Collected data entries:
━━━━━━━━━━
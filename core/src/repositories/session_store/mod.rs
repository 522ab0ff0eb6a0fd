pub mod r#trait {
    pub use super::trait_::*;
}
#[path = "trait.rs"]
mod trait_;
pub mod memory;

pub use memory::InMemoryKeyValueStore;
pub use r#trait::KeyValueStore;

#[cfg(test)]
mod tests;
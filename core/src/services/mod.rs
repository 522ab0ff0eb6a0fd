//! Client services containing the interaction logic.

pub mod auth;
pub mod search;
pub mod timer;
pub mod verification;

// Re-export commonly used types
pub use auth::{post_login_route, AuthApi, AuthService, AuthSession, SignupRequest};
pub use search::{EntitySearchApi, SearchEvent, SearchRequest, SearchSelector, SearchSession, SearchUpdate};
pub use timer::{Scheduler, TimerId, TokioScheduler, VirtualClock};
pub use verification::{
    OtpController, OtpEffect, OtpEvent, OtpPhase, OtpUpdate, VerificationApi, VerificationSession,
};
━━━━━━━━━━
EXERCISE INSTRUCTIONS
Scan the records for the word "core" and copy every line where it is found.

EXERCISE OUTPUT
filename core/src/repositories/session_store/mod.rs
filename core/src/services/mod.rs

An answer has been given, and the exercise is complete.